FILE PHOTO: Andrew Left, the founder of Citron Research, speaks during the Reuters Global Investment 2019 Outlook Summit, in New York

By Saqib Iqbal Ahmed

NEW YORK (Reuters) - This week's sharp stock sell-off helped activist short-seller Andrew Left profitably close a long-held bet against online retailer Wayfair <W.N> on Friday.

"I have been short Wayfair for four years and I actually covered it this morning," Left said in an interview. "It felt like I was having a baby," he said.

Short-sellers aim to profit by selling borrowed shares, hoping to buy them back later at a lower price.

Wayfair shares closed down 10.2% on Friday after the company posted a wider-than-expected quarterly loss. The shares have dropped 21% this week amid a broad market sell-off.

The S&P 500 fell 0.8% on Friday, its seventh straight day of declines. The benchmark index suffered its biggest weekly drop since the 2008 global financial crisis on growing fears the fast-spreading coronavirus could lead to a recession, although stocks cut losses at the end of the day's session.

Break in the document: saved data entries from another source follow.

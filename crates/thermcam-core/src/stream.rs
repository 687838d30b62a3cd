//! Raw frame stream format.
//!
//! A temperature frame is the grid's 768 values as native-endian `f32`,
//! 3072 bytes, written back to back with no header or delimiter. An RGB
//! frame is the 2304-byte color image. Consumers must know the frame size
//! out of band.

use crate::types::{ColorImage, TemperatureGrid, PIXELS, RGB_BYTES_PER_PIXEL};
use std::io::{self, Read, Write};
use thiserror::Error;

/// Bytes per temperature frame.
pub const FRAME_BYTES: usize = PIXELS * std::mem::size_of::<f32>();
/// Bytes per RGB frame.
pub const RGB_FRAME_BYTES: usize = PIXELS * RGB_BYTES_PER_PIXEL;

#[derive(Error, Debug)]
pub enum StreamError {
    #[error("stream I/O failed: {0}")]
    Io(#[from] io::Error),
    #[error("truncated frame: expected {expected} bytes, got {actual}")]
    Truncated { expected: usize, actual: usize },
}

/// Serialize a grid into its wire bytes.
pub fn encode_temperatures(grid: &TemperatureGrid, buf: &mut [u8; FRAME_BYTES]) {
    for (chunk, value) in buf.chunks_exact_mut(4).zip(grid.values.iter()) {
        chunk.copy_from_slice(&value.to_ne_bytes());
    }
}

/// Fill a grid from wire bytes.
pub fn decode_temperatures(buf: &[u8; FRAME_BYTES], grid: &mut TemperatureGrid) {
    for (value, chunk) in grid.values.iter_mut().zip(buf.chunks_exact(4)) {
        *value = f32::from_ne_bytes([chunk[0], chunk[1], chunk[2], chunk[3]]);
    }
}

/// Write one temperature frame and flush it through.
pub fn write_temperatures<W: Write>(sink: &mut W, grid: &TemperatureGrid) -> io::Result<()> {
    let mut buf = [0u8; FRAME_BYTES];
    encode_temperatures(grid, &mut buf);
    sink.write_all(&buf)?;
    sink.flush()
}

/// Write one RGB frame and flush it through.
pub fn write_rgb<W: Write>(sink: &mut W, image: &ColorImage) -> io::Result<()> {
    sink.write_all(&image.data)?;
    sink.flush()
}

/// Reads consecutive temperature frames from a byte stream.
pub struct FrameReader<R> {
    inner: R,
    buf: Box<[u8; FRAME_BYTES]>,
    frames_read: u64,
}

impl<R: Read> FrameReader<R> {
    pub fn new(inner: R) -> Self {
        Self {
            inner,
            buf: Box::new([0u8; FRAME_BYTES]),
            frames_read: 0,
        }
    }

    /// Number of complete frames read so far.
    pub fn frames_read(&self) -> u64 {
        self.frames_read
    }

    /// Read the next frame into `grid`.
    ///
    /// Returns `Ok(false)` on end of stream at a frame boundary. End of
    /// stream inside a frame is [`StreamError::Truncated`].
    pub fn read_frame(&mut self, grid: &mut TemperatureGrid) -> Result<bool, StreamError> {
        let mut filled = 0;
        while filled < FRAME_BYTES {
            match self.inner.read(&mut self.buf[filled..]) {
                Ok(0) if filled == 0 => return Ok(false),
                Ok(0) => {
                    return Err(StreamError::Truncated {
                        expected: FRAME_BYTES,
                        actual: filled,
                    })
                }
                Ok(n) => filled += n,
                Err(e) if e.kind() == io::ErrorKind::Interrupted => continue,
                Err(e) => return Err(e.into()),
            }
        }

        decode_temperatures(&self.buf, grid);
        self.frames_read += 1;
        tracing::trace!(frame = self.frames_read, "frame decoded");
        Ok(true)
    }
}

impl<R: Read> Iterator for FrameReader<R> {
    type Item = Result<TemperatureGrid, StreamError>;

    fn next(&mut self) -> Option<Self::Item> {
        let mut grid = TemperatureGrid::new();
        match self.read_frame(&mut grid) {
            Ok(true) => Some(Ok(grid)),
            Ok(false) => None,
            Err(e) => Some(Err(e)),
        }
    }
}
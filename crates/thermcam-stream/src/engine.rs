use std::convert::Infallible;
use std::io::Write;
use std::time::Duration;
use thermcam_core::cadence::Cadence;
use thermcam_core::{palette, stream, Clock, ColorImage, FrameRate, TemperatureGrid};
use thermcam_hw::{DeviceMode, Eeprom, Resolution, SensorError, ThermalSensor};
use thiserror::Error;

#[derive(Error, Debug)]
pub enum EngineError {
    #[error("sensor error: {0}")]
    Sensor(#[from] SensorError),
    #[error("output stream error: {0}")]
    Output(#[from] std::io::Error),
}

/// Frame layout written to the sink.
#[derive(Debug, Clone, Copy, PartialEq, Eq, clap::ValueEnum)]
pub enum OutputFormat {
    /// 768 native-endian f32 temperatures per frame.
    Temps,
    /// 768 false-color RGB triples per frame, vertically flipped.
    Rgb,
}

/// Everything a session needs beyond the sensor itself.
pub struct SessionSettings {
    pub rate: FrameRate,
    pub emissivity: f32,
    pub format: OutputFormat,
}

/// Outcome of one acquisition cycle.
#[derive(Debug, Clone, Copy)]
pub struct CycleReport {
    pub ambient: f32,
    pub elapsed: Duration,
    /// Requested sleep; non-positive when the cycle overran.
    pub sleep_micros: i64,
}

/// A configured sensor plus the buffers reused by every cycle.
pub struct Session<S: ThermalSensor> {
    sensor: S,
    params: S::Params,
    eeprom: Eeprom,
    frame: S::Frame,
    grid: TemperatureGrid,
    image: ColorImage,
    cadence: Cadence,
    emissivity: f32,
    format: OutputFormat,
    cycles: u64,
}

impl<S: ThermalSensor> Session<S> {
    /// Program the sensor and extract its calibration.
    ///
    /// Steps run in order and the first failure aborts setup; the returned
    /// session is ready to run.
    pub fn configure(mut sensor: S, settings: &SessionSettings) -> Result<Self, EngineError> {
        sensor.set_device_mode(DeviceMode::Continuous)?;
        sensor.set_subpage_repeat(false)?;
        sensor.set_chess_mode()?;

        sensor.set_refresh_rate(settings.rate.code())?;
        tracing::info!(
            rate = %settings.rate,
            code = settings.rate.code(),
            "refresh rate set"
        );

        let mut eeprom = Eeprom::new();
        sensor.dump_eeprom(&mut eeprom)?;
        sensor.set_resolution(Resolution::Bits19)?;

        let params = sensor.extract_parameters(&eeprom)?;
        tracing::info!("calibration parameters extracted");

        let cadence = Cadence::new(settings.rate);
        tracing::debug!(
            frame_period_us = cadence.frame_period_micros(),
            target_us = cadence.target_micros(),
            "cadence"
        );

        Ok(Self {
            sensor,
            params,
            eeprom,
            frame: Default::default(),
            grid: TemperatureGrid::new(),
            image: ColorImage::new(),
            cadence,
            emissivity: settings.emissivity,
            format: settings.format,
            cycles: 0,
        })
    }

    /// Latest completed grid.
    pub fn grid(&self) -> &TemperatureGrid {
        &self.grid
    }

    /// Number of completed cycles.
    pub fn cycles(&self) -> u64 {
        self.cycles
    }

    /// Acquire, calibrate and emit one frame, then sleep out the rest of the
    /// cycle budget.
    pub fn cycle<W: Write, C: Clock>(
        &mut self,
        sink: &mut W,
        clock: &C,
    ) -> Result<CycleReport, EngineError> {
        let start = clock.now();

        self.sensor.fetch_frame(&mut self.frame)?;
        self.sensor.interpolate_outliers(&mut self.frame, &self.eeprom);
        let ambient = self.sensor.ambient_temperature(&self.frame, &self.params);
        self.sensor.calculate_to(
            &self.frame,
            &self.params,
            self.emissivity,
            ambient,
            &mut self.grid.values,
        );

        match self.format {
            OutputFormat::Temps => stream::write_temperatures(sink, &self.grid)?,
            OutputFormat::Rgb => {
                palette::render(&self.grid, &mut self.image);
                stream::write_rgb(sink, &self.image)?;
            }
        }

        let elapsed = clock.now().saturating_sub(start);
        let sleep_micros = self.cadence.residual_micros(elapsed);
        self.cycles += 1;

        if sleep_micros <= 0 {
            tracing::debug!(
                cycle = self.cycles,
                elapsed_us = elapsed.as_micros() as u64,
                overrun_us = -sleep_micros,
                "cycle overran its budget"
            );
        } else {
            tracing::trace!(
                cycle = self.cycles,
                ambient,
                elapsed_us = elapsed.as_micros() as u64,
                sleep_us = sleep_micros,
                "frame emitted"
            );
        }
        clock.sleep_micros(sleep_micros);

        Ok(CycleReport {
            ambient,
            elapsed,
            sleep_micros,
        })
    }

    /// Cycle until a sensor or output error occurs.
    pub fn run<W: Write, C: Clock>(
        &mut self,
        sink: &mut W,
        clock: &C,
    ) -> Result<Infallible, EngineError> {
        let first = self.cycle(sink, clock)?;
        tracing::info!(
            ambient = first.ambient,
            elapsed_us = first.elapsed.as_micros() as u64,
            sleep_us = first.sleep_micros,
            "first frame emitted"
        );
        loop {
            self.cycle(sink, clock)?;
        }
    }
}
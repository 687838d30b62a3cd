use anyhow::Result;
use clap::Parser;
use thermcam_core::MonotonicClock;
use thermcam_hw::{Mlx90640, SensorError, ThermalSensor};
use tracing_subscriber::EnvFilter;

mod config;
mod engine;

use config::Config;
use engine::{OutputFormat, Session};

/// Stream calibrated MLX90640 frames to stdout.
#[derive(Parser)]
#[command(name = "thermcam-stream", version, about)]
struct Cli {
    /// Frames per second: 1, 2, 4, 8, 16, 32 or 64 (default 16)
    #[arg(allow_hyphen_values = true)]
    rate: Option<String>,

    /// Frame layout written to stdout
    #[arg(long, value_enum, default_value_t = OutputFormat::Temps)]
    format: OutputFormat,
}

/// Resolve the session settings, then open and configure the sensor.
///
/// `open` is only called once the rate argument has been accepted.
fn start<S, F>(
    config: &Config,
    rate_arg: Option<&str>,
    format: OutputFormat,
    open: F,
) -> Result<Session<S>>
where
    S: ThermalSensor,
    F: FnOnce(&str, u8) -> Result<S, SensorError>,
{
    let settings = config.session_settings(rate_arg, format)?;

    tracing::info!(
        bus = %config.i2c_bus,
        address = config.i2c_address,
        rate = %settings.rate,
        emissivity = settings.emissivity,
        format = ?settings.format,
        "thermcam-stream starting"
    );

    let sensor = open(&config.i2c_bus, config.i2c_address)?;
    Ok(Session::configure(sensor, &settings)?)
}

fn main() -> Result<()> {
    // stdout carries frame data; diagnostics go to stderr
    tracing_subscriber::fmt()
        .with_env_filter(EnvFilter::from_default_env())
        .with_writer(std::io::stderr)
        .init();

    let cli = Cli::parse();
    let config = Config::from_env();
    let mut session = start(&config, cli.rate.as_deref(), cli.format, Mlx90640::open)?;

    let stdout = std::io::stdout();
    let mut sink = stdout.lock();
    let clock = MonotonicClock::new();

    match session.run(&mut sink, &clock) {
        Ok(never) => match never {},
        Err(e) => {
            tracing::error!(cycles = session.cycles(), error = %e, "acquisition stopped");
            Err(e.into())
        }
    }
}
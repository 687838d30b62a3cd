//! Frame cadence arithmetic and the clock the acquisition loop sleeps on.
//!
//! Each cycle targets `frame_period + LATENCY_OFFSET_MICROS` and sleeps for
//! whatever is left after the cycle's own work. The residual is signed: a
//! cycle that overran yields a non-positive sleep, which returns at once.
//! Overruns are not carried into later cycles.

use crate::rate::FrameRate;
use std::time::{Duration, Instant};

/// Added to every frame period. The sensor's frame-ready signal trails its
/// nominal rate by about this much.
pub const LATENCY_OFFSET_MICROS: i64 = 850;

/// Per-session timing targets.
#[derive(Debug, Clone, Copy, PartialEq, Eq)]
pub struct Cadence {
    frame_period_micros: i64,
    latency_offset_micros: i64,
}

impl Cadence {
    pub fn new(rate: FrameRate) -> Self {
        Self {
            frame_period_micros: rate.frame_period_micros() as i64,
            latency_offset_micros: LATENCY_OFFSET_MICROS,
        }
    }

    pub fn frame_period_micros(&self) -> i64 {
        self.frame_period_micros
    }

    /// Full cycle budget: frame period plus latency offset.
    pub fn target_micros(&self) -> i64 {
        self.frame_period_micros + self.latency_offset_micros
    }

    /// Time left in the cycle after `elapsed` of work, truncated to whole
    /// microseconds. Negative when the cycle overran.
    pub fn residual_micros(&self, elapsed: Duration) -> i64 {
        let elapsed = i64::try_from(elapsed.as_micros()).unwrap_or(i64::MAX);
        self.target_micros().saturating_sub(elapsed)
    }
}

/// Sleep length for a signed residual; `None` means return immediately.
pub fn sleep_duration(micros: i64) -> Option<Duration> {
    if micros <= 0 {
        None
    } else {
        Some(Duration::from_micros(micros as u64))
    }
}

/// Time source for the acquisition loop.
pub trait Clock {
    /// Monotonic time since an arbitrary fixed origin.
    fn now(&self) -> Duration;

    /// Block for `micros` microseconds. Non-positive values return at once.
    fn sleep_micros(&self, micros: i64);
}

/// [`Clock`] backed by [`Instant`] and [`std::thread::sleep`].
#[derive(Debug, Clone, Copy)]
pub struct MonotonicClock {
    origin: Instant,
}

impl MonotonicClock {
    pub fn new() -> Self {
        Self {
            origin: Instant::now(),
        }
    }
}

impl Default for MonotonicClock {
    fn default() -> Self {
        Self::new()
    }
}

impl Clock for MonotonicClock {
    fn now(&self) -> Duration {
        self.origin.elapsed()
    }

    fn sleep_micros(&self, micros: i64) {
        if let Some(d) = sleep_duration(micros) {
            std::thread::sleep(d);
        }
    }
}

Left, editor of the online investment newsletter Citron Research, said the sell-off on Wall Street prompted him to buy shares of Twitter Inc <TWTR.N>.

"If everything in this country becomes worse, Twitter will become the go-to place for information," he said.

Twitter shares, down about 13% for the week, closed up 0.6% on Friday.

Left's largest long bet is Amazon <AMZN.O>, he said.

"Amazon is the ultimate stay at home stock. You will win all different ways. You have a company that is trading at the same price it was pre-earnings and they put up a monster number three weeks ago," he said.

Amazon shares fell 10% this week.

(Reporting by Saqib Iqbal Ahmed; Editing by Tom Brown)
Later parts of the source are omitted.